Des compteurs idéaux ?

Les nouveaux compteurs doivent nous permettre d’optimiser notre consommation, de faire des économies et de gagner du temps grâce au relevé à distance. Des compteurs idéaux en somme qui promettent de transformer l’usager en « consom’acteur » responsable.

Les deux sociétés invoquent aussi, et en cœur, que ce changement d’équipement se fera « sans frais supplémentaires » et sans risques pour l’usager. C’est ici que, justement, le bât blesse.

Paradoxes

Contrairement à ce qui est annoncé, c’est bien le client qui paiera le branchement du compteur, car son coût sera intégré au tarif de distribution de l’électricité et du gaz.

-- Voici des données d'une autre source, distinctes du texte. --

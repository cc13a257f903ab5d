use std::{
    collections::HashMap,
    env,
    path::{Path, PathBuf},
};

use anyhow::{Context, Result};
use config as cfg;
use secrecy::SecretString;
use serde::{Deserialize, Serialize};
use tracing::{info, warn};

/// Prefix of canonical environment overrides, e.g. `COURSEGRAPH__DATABASE__HOST`.
pub const ENV_PREFIX: &str = "COURSEGRAPH";

/// Environment variable names used by earlier deployments of the catalog,
/// mapped to their settings key.
const LEGACY_ENV: &[(&str, &str)] = &[
    ("DB_HOST", "database.host"),
    ("DB_PORT", "database.port"),
    ("DB_NAME", "database.name"),
    ("DB_USER", "database.user"),
    ("DB_PASSWORD", "database.password"),
    ("DB_SSL", "database.ssl"),
    ("PORT", "server.port"),
    ("FRONTEND_URL", "cors.allowed_origin"),
    ("REACT_APP_API_URL", "web.api_base_url"),
    ("API_URL", "web.api_base_url"),
];

#[derive(Debug, Clone, Serialize, Deserialize)]
pub struct ServerConfig {
    #[serde(default = "ServerConfig::default_host")]
    pub host: String,
    #[serde(default = "ServerConfig::default_port")]
    pub port: u16,
}

impl ServerConfig {
    fn default_host() -> String {
        "0.0.0.0".to_string()
    }

    fn default_port() -> u16 {
        3001
    }
}

impl Default for ServerConfig {
    fn default() -> Self {
        Self {
            host: Self::default_host(),
            port: Self::default_port(),
        }
    }
}

#[derive(Debug, Clone, Copy, PartialEq, Eq, Serialize, Deserialize, Default)]
pub enum DatabaseBackend {
    #[default]
    #[serde(rename = "mysql")]
    MySql,
    /// Rows loaded from a JSON fixture file into memory.
    #[serde(rename = "fixture")]
    Fixture,
}

#[derive(Debug, Clone, Serialize, Deserialize)]
pub struct DatabaseConfig {
    #[serde(default)]
    pub backend: DatabaseBackend,
    #[serde(default = "DatabaseConfig::default_host")]
    pub host: String,
    #[serde(default = "DatabaseConfig::default_port")]
    pub port: u16,
    #[serde(default)]
    pub name: String,
    #[serde(default)]
    pub user: String,
    // Never serialized; only read from config files or the environment.
    #[serde(default, skip_serializing)]
    pub password: Option<SecretString>,
    /// Encrypt the connection. The server certificate is not verified.
    #[serde(default = "DatabaseConfig::default_ssl")]
    pub ssl: bool,
    #[serde(default = "DatabaseConfig::default_max_connections")]
    pub max_connections: u32,
    #[serde(default = "DatabaseConfig::default_connect_timeout_secs")]
    pub connect_timeout_secs: u64,
    #[serde(default)]
    pub fixture_path: Option<PathBuf>,
}

impl DatabaseConfig {
    fn default_host() -> String {
        "localhost".to_string()
    }

    fn default_port() -> u16 {
        3306
    }

    fn default_ssl() -> bool {
        true
    }

    fn default_max_connections() -> u32 {
        20
    }

    fn default_connect_timeout_secs() -> u64 {
        15
    }
}

impl Default for DatabaseConfig {
    fn default() -> Self {
        Self {
            backend: DatabaseBackend::default(),
            host: Self::default_host(),
            port: Self::default_port(),
            name: String::new(),
            user: String::new(),
            password: None,
            ssl: Self::default_ssl(),
            max_connections: Self::default_max_connections(),
            connect_timeout_secs: Self::default_connect_timeout_secs(),
            fixture_path: None,
        }
    }
}

#[derive(Debug, Clone, Serialize, Deserialize)]
pub struct CorsConfig {
    #[serde(default = "CorsConfig::default_allowed_origin")]
    pub allowed_origin: String,
}

impl CorsConfig {
    fn default_allowed_origin() -> String {
        "http://localhost:3000".to_string()
    }
}

impl Default for CorsConfig {
    fn default() -> Self {
        Self {
            allowed_origin: Self::default_allowed_origin(),
        }
    }
}

/// How the detail endpoint answers for a course code that does not exist.
#[derive(Debug, Clone, Copy, PartialEq, Eq, Serialize, Deserialize, Default)]
#[serde(rename_all = "snake_case")]
pub enum NotFoundMode {
    /// `404` with an error body.
    #[default]
    Status,
    /// `200` with no course fields and empty lists.
    EmptyDetail,
}

#[derive(Debug, Clone, Serialize, Deserialize, Default)]
pub struct ApiConfig {
    #[serde(default)]
    pub not_found: NotFoundMode,
}

#[derive(Debug, Clone, Serialize, Deserialize)]
pub struct WebConfig {
    #[serde(default = "WebConfig::default_host")]
    pub host: String,
    #[serde(default = "WebConfig::default_port")]
    pub port: u16,
    /// Base URL of the query service, including the `/api` prefix.
    #[serde(default = "WebConfig::default_api_base_url")]
    pub api_base_url: String,
    #[serde(default = "WebConfig::default_request_timeout_secs")]
    pub request_timeout_secs: u64,
}

impl WebConfig {
    fn default_host() -> String {
        "0.0.0.0".to_string()
    }

    fn default_port() -> u16 {
        3000
    }

    fn default_api_base_url() -> String {
        "http://localhost:3001/api".to_string()
    }

    fn default_request_timeout_secs() -> u64 {
        15
    }
}

impl Default for WebConfig {
    fn default() -> Self {
        Self {
            host: Self::default_host(),
            port: Self::default_port(),
            api_base_url: Self::default_api_base_url(),
            request_timeout_secs: Self::default_request_timeout_secs(),
        }
    }
}

#[derive(Debug, Clone, Copy, PartialEq, Eq, Serialize, Deserialize, Default)]
#[serde(rename_all = "snake_case")]
pub enum LogFormat {
    #[default]
    Pretty,
    Json,
}

#[derive(Debug, Clone, Serialize, Deserialize)]
pub struct LoggingConfig {
    #[serde(default = "LoggingConfig::default_level")]
    pub level: String,
    #[serde(default)]
    pub format: LogFormat,
}

impl LoggingConfig {
    fn default_level() -> String {
        "info".to_string()
    }
}

impl Default for LoggingConfig {
    fn default() -> Self {
        Self {
            level: Self::default_level(),
            format: LogFormat::default(),
        }
    }
}

#[derive(Debug, Clone, Serialize, Deserialize)]
pub struct Settings {
    #[serde(default = "Settings::default_env")]
    pub env: String,
    #[serde(default)]
    pub server: ServerConfig,
    #[serde(default)]
    pub database: DatabaseConfig,
    #[serde(default)]
    pub cors: CorsConfig,
    #[serde(default)]
    pub api: ApiConfig,
    #[serde(default)]
    pub web: WebConfig,
    #[serde(default)]
    pub logging: LoggingConfig,
}

impl Default for Settings {
    fn default() -> Self {
        Self {
            env: Self::default_env(),
            server: ServerConfig::default(),
            database: DatabaseConfig::default(),
            cors: CorsConfig::default(),
            api: ApiConfig::default(),
            web: WebConfig::default(),
            logging: LoggingConfig::default(),
        }
    }
}

impl Settings {
    fn default_env() -> String {
        env::var("APP_ENV")
            .ok()
            .or_else(|| env::var("RUST_ENV").ok())
            .unwrap_or_else(|| "development".to_string())
    }

    /// Checks shared by every binary.
    pub fn validate(&self) -> Result<()> {
        match self.logging.level.as_str() {
            "trace" | "debug" | "info" | "warn" | "error" => Ok(()),
            other => anyhow::bail!(
                "Invalid log level: {}. Must be one of: trace, debug, info, warn, error",
                other
            ),
        }
    }

    /// Checks for the Query Service: listener, CORS and the store backend.
    pub fn validate_api(&self) -> Result<()> {
        self.validate()?;
        anyhow::ensure!(
            !self.server.host.trim().is_empty(),
            "server.host cannot be empty"
        );
        anyhow::ensure!(self.server.port > 0, "server.port must be > 0");
        anyhow::ensure!(
            !self.cors.allowed_origin.trim().is_empty(),
            "cors.allowed_origin cannot be empty"
        );

        match self.database.backend {
            DatabaseBackend::MySql => {
                anyhow::ensure!(
                    !self.database.host.trim().is_empty(),
                    "database.host cannot be empty"
                );
                anyhow::ensure!(
                    !self.database.name.trim().is_empty(),
                    "database.name cannot be empty"
                );
                anyhow::ensure!(
                    self.database.max_connections > 0,
                    "database.max_connections must be > 0"
                );
            }
            DatabaseBackend::Fixture => {
                anyhow::ensure!(
                    self.database.fixture_path.is_some(),
                    "database.fixture_path is required for the fixture backend"
                );
            }
        }
        Ok(())
    }

    /// Checks for the web front end, which never opens a store.
    pub fn validate_web(&self) -> Result<()> {
        self.validate()?;
        anyhow::ensure!(
            !self.web.host.trim().is_empty(),
            "web.host cannot be empty"
        );
        anyhow::ensure!(self.web.port > 0, "web.port must be > 0");
        anyhow::ensure!(
            !self.web.api_base_url.trim().is_empty(),
            "web.api_base_url cannot be empty"
        );
        Ok(())
    }
}

#[derive(Debug)]
pub struct ConfigManager {
    settings: Settings,
    config_dir: PathBuf,
    env: String,
}

impl ConfigManager {
    /// Load settings with the following precedence (lowest first):
    /// 1. `default.toml`, `{env}.toml`, `local.toml` in the config directory
    /// 2. Legacy deployment variables (`DB_HOST`, `PORT`, ...)
    /// 3. `COURSEGRAPH__*` environment variables
    ///
    /// A `.env` file in the working directory is loaded first.
    pub fn new(config_dir: Option<PathBuf>, env_override: Option<String>) -> Result<Self> {
        Self::new_with(config_dir, env_override, |_| {})
    }

    /// Like [`ConfigManager::new`], applying `overrides` (typically command
    /// line flags) before validation.
    pub fn new_with<F>(
        config_dir: Option<PathBuf>,
        env_override: Option<String>,
        overrides: F,
    ) -> Result<Self>
    where
        F: FnOnce(&mut Settings),
    {
        Self::load_dotenv();

        let env_name = env_override.unwrap_or_else(Settings::default_env);
        let config_dir = config_dir.unwrap_or_else(Self::default_config_dir);
        let mut settings =
            Self::load_from_sources(&config_dir, &env_name, |key| env::var(key).ok())?;
        overrides(&mut settings);
        settings.validate()?;

        info!(
            "Configuration loaded from {:?} (env: {})",
            config_dir, env_name
        );
        Ok(Self {
            settings,
            config_dir,
            env: env_name,
        })
    }

    /// Wrap already built settings, e.g. in tests.
    pub fn from_settings(settings: Settings) -> Result<Self> {
        settings.validate()?;
        let env = settings.env.clone();
        Ok(Self {
            settings,
            config_dir: PathBuf::from("."),
            env,
        })
    }

    pub fn settings(&self) -> &Settings {
        &self.settings
    }

    pub fn settings_mut(&mut self) -> &mut Settings {
        &mut self.settings
    }

    pub fn into_settings(self) -> Settings {
        self.settings
    }

    pub fn config_dir(&self) -> &Path {
        &self.config_dir
    }

    pub fn env(&self) -> &str {
        &self.env
    }

    /// `./config/` when it exists, else the working directory.
    pub fn default_config_dir() -> PathBuf {
        let cwd = env::current_dir().unwrap_or_else(|_| PathBuf::from("."));
        let project_config = cwd.join("config");
        if project_config.exists() {
            return project_config;
        }
        cwd
    }

    pub fn load_from_sources<F>(config_dir: &Path, env_name: &str, lookup: F) -> Result<Settings>
    where
        F: Fn(&str) -> Option<String>,
    {
        let builder = cfg::Config::builder()
            .add_source(cfg::File::from(config_dir.join("default.toml")).required(false))
            .add_source(
                cfg::File::from(config_dir.join(format!("{}.toml", env_name))).required(false),
            )
            .add_source(cfg::File::from(config_dir.join("local.toml")).required(false))
            .add_source(
                cfg::Environment::with_prefix(ENV_PREFIX)
                    .separator("__")
                    .source(Some(Self::legacy_env(&lookup))),
            )
            .add_source(cfg::Environment::with_prefix(ENV_PREFIX).separator("__"));

        let mut settings: Settings = builder
            .build()
            .context("building configuration")?
            .try_deserialize()
            .context("deserializing configuration")?;
        settings.env = env_name.to_string();
        Ok(settings)
    }

    /// Translate legacy variables into the canonical `COURSEGRAPH__` namespace.
    fn legacy_env<F>(lookup: &F) -> HashMap<String, String>
    where
        F: Fn(&str) -> Option<String>,
    {
        let mut mapped = HashMap::new();
        for (name, key) in LEGACY_ENV {
            let Some(value) = lookup(name) else { continue };
            let value = if *name == "DB_SSL" {
                // Anything but an explicit "false" keeps encryption on.
                (value.trim() != "false").to_string()
            } else {
                value
            };
            let canonical = format!(
                "{}__{}",
                ENV_PREFIX,
                key.replace('.', "__").to_uppercase()
            );
            mapped.insert(canonical, value);
        }
        mapped
    }

    fn load_dotenv() {
        if Path::new(".env").exists() {
            if let Err(e) = dotenv::from_filename(".env") {
                warn!("Failed to load .env file: {}", e);
            } else {
                info!("Loaded .env file from current directory");
            }
        }
    }
}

Par ailleurs, ces compteurs ne sont que des outils de mesure. En aucune façon ils ne permettent de réaliser des économies d’énergie, sauf si l’usager modifie en profondeur ses comportements et habitudes. De plus, si les données permettent à Enedis de tracer l’utilisation de l’électricité dans les foyers, l’accès aux informations est beaucoup plus limité côté usager.

Espions ou amis ?

Si ce dernier n’a plus à se soucier de son relevé de compteur, GRDF et Enedis ne précisent pas qu’il en est de même pour les coupures. Ils ne précisent pas non plus ce qu’il advient des données personnelles qui sont envoyées aux fournisseurs et de leur usage par ceux-ci.

Enfin, côté Linky, bien que le projet soit présenté comme étant d’intérêt général, « mobilisant » dix mille emplois, Enedis se garde bien d’annoncer ce qu’il adviendra du personnel chargé jusqu’alors de relever les compteurs, soit plus de deux mille emplois, à l’horizon 2021.

Les vrais bénéficiaires

Dans la pratique, ces compteurs idéaux ne démontrent pas l’intérêt « révolutionnaire » qu’ils promettent aux usagers. L’on peut alors se demander qui sont les vrais bénéficiaires.

La réponse est à chercher du côté des fournisseurs alternatifs privés. Grâce à l’augmentation du nombre d’informations annexes transmises par Linky et Gazpar, ces derniers vont pouvoir proposer de nouvelles options additionnelles et tarifaires à leurs clients.

La polémique autour de la pose forcée de ces compteurs nouvelle génération est donc loin d’être illégitime. Elle a en outre le mérite de questionner les véritables tenants et aboutissants de ce projet qui, sous des allures d’intérêt général, se dévoile de plus en plus être un outil pour développer le marché de vente d’électricité et la concurrence, financé par le service public et les usagers.

** **

FOCUS

L’Europe divisée

La directive européenne relative à l’efficacité énergétique stipule que « 80 % des consommateurs devraient être équipés de systèmes intelligents de mesure d’ici à 2020, si la mise en place de compteurs intelligents donne lieu à une évaluation favorable. »

S’appuyant sur cet article, la Belgique, la République Tchèque, la Lituanie, la Lettonie, la Slovaquie, le Portugal et la Slovénie ont renoncé aux compteurs intelligents.

L’Allemagne a, elle, limité son déploiement à 15 % des usagers.

Linky et les ondes vagabondes

De nombreux opposants à Linky invoquent un danger sanitaire du fait de l’émission d’ondes électromagnétiques par le compteur.

Selon l’ANSES (Agence nationale de sécurité sanitaire), Linky respecte les normes européennes sur ce point grâce à son utilisation de la technologie du CPL (courant porteur en ligne). Elle reconnaît cependant que son interaction future avec d’autres objets connectés et compteurs peut poser problème.

Le CRIIREM (Centre de recherche et d’information indépendant sur les rayonnements électromagnétiques) a pour sa part lancé une alerte. Il estime que « les mesures citées dans le dossier de l’ANSES sont incomplètes puisqu’elles n’incluent pas les champs d’induction magnétique et les champs électriques 50 hertz. »

Un rapport de la Cour des comptes émis en février 2018 soutient quant à lui que la question sanitaire n’a pas été assez prise en compte.